Start of DATA FOR PROCESSING
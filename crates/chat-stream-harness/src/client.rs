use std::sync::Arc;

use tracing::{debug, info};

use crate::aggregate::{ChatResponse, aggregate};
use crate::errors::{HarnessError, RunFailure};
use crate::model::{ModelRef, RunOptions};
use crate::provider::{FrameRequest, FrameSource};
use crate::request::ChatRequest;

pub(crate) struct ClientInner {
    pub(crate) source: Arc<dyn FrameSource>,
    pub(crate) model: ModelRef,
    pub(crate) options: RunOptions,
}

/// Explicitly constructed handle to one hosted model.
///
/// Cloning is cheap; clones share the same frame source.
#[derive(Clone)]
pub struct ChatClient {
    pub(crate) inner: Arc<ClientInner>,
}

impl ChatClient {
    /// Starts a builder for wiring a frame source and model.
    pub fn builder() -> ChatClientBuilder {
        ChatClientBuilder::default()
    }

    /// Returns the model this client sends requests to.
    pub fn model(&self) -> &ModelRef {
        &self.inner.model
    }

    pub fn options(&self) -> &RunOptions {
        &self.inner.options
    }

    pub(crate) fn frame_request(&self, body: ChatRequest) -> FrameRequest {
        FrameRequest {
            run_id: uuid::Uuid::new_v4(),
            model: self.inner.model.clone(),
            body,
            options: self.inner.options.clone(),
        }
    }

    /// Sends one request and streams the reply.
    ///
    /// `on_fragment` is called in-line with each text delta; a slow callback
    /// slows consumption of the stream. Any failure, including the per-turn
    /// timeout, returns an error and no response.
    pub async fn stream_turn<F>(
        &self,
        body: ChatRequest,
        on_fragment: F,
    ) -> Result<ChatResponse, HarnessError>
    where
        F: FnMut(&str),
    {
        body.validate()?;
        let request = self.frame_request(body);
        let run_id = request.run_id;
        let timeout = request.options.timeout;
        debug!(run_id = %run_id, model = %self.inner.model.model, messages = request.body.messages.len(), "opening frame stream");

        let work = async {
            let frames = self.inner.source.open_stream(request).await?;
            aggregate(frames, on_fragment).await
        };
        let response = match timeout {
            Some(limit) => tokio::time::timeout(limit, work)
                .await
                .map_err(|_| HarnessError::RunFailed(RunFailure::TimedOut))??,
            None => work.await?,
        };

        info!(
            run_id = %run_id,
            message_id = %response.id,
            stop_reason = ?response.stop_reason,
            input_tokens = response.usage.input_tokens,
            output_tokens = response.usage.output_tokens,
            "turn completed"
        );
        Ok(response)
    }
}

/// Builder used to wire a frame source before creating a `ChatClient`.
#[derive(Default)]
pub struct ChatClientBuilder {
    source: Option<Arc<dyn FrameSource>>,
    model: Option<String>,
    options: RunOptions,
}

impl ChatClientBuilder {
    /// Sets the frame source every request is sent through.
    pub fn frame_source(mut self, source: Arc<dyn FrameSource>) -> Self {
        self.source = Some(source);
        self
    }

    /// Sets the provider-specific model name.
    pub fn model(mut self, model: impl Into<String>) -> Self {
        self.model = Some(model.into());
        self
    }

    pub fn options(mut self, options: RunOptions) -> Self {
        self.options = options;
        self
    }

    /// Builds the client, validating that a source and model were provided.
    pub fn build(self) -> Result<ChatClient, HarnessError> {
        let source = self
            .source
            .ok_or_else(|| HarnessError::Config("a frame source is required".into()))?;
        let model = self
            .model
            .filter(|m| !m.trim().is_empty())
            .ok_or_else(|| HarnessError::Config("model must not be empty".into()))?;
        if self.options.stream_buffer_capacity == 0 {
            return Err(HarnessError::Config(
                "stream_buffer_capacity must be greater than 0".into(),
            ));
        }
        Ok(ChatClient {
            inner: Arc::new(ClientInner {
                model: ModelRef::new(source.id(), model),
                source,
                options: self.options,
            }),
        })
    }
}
End of DATA FOR PROCESSING
Start of DATA FOR PROCESSING
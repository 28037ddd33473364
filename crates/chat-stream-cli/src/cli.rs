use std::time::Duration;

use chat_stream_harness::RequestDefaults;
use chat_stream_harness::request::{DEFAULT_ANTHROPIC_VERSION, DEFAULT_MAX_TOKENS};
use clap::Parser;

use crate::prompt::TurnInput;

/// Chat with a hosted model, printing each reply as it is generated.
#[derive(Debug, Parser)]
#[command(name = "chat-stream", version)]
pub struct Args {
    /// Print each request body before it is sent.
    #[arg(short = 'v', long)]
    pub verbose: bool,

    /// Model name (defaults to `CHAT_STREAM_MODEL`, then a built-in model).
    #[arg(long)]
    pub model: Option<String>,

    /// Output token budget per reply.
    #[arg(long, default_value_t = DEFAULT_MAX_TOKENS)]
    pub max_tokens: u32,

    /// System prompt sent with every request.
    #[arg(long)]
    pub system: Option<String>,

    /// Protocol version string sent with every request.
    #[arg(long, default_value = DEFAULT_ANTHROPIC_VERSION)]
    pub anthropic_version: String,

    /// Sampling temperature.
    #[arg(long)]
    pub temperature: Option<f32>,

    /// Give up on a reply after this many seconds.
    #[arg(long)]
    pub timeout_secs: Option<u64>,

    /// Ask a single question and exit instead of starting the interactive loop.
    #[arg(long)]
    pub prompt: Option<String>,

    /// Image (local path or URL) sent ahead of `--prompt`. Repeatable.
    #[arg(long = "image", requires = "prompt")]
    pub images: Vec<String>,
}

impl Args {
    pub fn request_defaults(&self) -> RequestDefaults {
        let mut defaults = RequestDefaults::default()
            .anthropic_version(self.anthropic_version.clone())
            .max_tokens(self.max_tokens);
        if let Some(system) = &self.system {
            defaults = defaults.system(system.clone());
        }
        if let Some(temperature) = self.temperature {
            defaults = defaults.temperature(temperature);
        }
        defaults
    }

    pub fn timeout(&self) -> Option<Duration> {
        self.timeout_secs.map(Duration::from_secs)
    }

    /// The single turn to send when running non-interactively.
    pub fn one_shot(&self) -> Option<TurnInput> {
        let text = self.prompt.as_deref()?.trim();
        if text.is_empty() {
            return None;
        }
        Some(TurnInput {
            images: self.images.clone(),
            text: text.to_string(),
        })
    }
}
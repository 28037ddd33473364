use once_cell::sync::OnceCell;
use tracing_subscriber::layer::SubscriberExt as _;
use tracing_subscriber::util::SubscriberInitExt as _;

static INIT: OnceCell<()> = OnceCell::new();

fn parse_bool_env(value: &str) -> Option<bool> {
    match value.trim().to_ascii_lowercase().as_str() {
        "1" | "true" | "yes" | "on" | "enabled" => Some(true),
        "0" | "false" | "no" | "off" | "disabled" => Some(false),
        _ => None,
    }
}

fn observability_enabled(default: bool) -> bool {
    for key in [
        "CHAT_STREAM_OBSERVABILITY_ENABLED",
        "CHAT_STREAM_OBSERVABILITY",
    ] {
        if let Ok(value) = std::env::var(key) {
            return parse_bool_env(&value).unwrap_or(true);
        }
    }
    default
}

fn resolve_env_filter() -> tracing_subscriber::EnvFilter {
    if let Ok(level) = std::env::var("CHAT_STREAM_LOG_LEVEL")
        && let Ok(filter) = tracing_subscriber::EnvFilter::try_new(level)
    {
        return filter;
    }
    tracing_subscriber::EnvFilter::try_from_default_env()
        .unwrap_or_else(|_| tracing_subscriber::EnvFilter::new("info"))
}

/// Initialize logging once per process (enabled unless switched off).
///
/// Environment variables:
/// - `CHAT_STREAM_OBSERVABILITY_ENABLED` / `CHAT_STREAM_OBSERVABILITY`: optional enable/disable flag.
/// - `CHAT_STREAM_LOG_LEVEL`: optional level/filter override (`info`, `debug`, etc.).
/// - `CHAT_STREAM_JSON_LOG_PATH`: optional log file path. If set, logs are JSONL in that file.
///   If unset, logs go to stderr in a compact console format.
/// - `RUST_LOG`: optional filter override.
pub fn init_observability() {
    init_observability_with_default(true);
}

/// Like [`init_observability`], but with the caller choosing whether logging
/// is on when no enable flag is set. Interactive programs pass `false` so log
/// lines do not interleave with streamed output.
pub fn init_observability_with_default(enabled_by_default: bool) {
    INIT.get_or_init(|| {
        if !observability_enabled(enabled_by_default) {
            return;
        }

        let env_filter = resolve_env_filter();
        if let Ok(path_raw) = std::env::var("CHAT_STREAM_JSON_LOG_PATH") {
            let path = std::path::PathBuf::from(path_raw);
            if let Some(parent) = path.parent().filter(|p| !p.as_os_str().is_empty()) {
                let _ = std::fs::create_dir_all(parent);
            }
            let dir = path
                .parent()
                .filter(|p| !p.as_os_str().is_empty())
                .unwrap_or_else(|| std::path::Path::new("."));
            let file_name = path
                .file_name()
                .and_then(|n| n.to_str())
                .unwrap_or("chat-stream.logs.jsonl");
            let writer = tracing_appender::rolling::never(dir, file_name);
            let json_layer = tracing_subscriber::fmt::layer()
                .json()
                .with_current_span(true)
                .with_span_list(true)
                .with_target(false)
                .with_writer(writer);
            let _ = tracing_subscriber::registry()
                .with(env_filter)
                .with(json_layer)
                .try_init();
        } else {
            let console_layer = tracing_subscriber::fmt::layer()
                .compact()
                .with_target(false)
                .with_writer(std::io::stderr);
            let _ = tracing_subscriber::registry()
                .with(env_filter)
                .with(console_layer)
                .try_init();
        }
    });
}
End of DATA FOR PROCESSING
PROBLEM TO WORK ON:
Work out how many lines above contain the word "EnvFilter". Give only the number.

RESULT FOR THIS EXERCISE:
4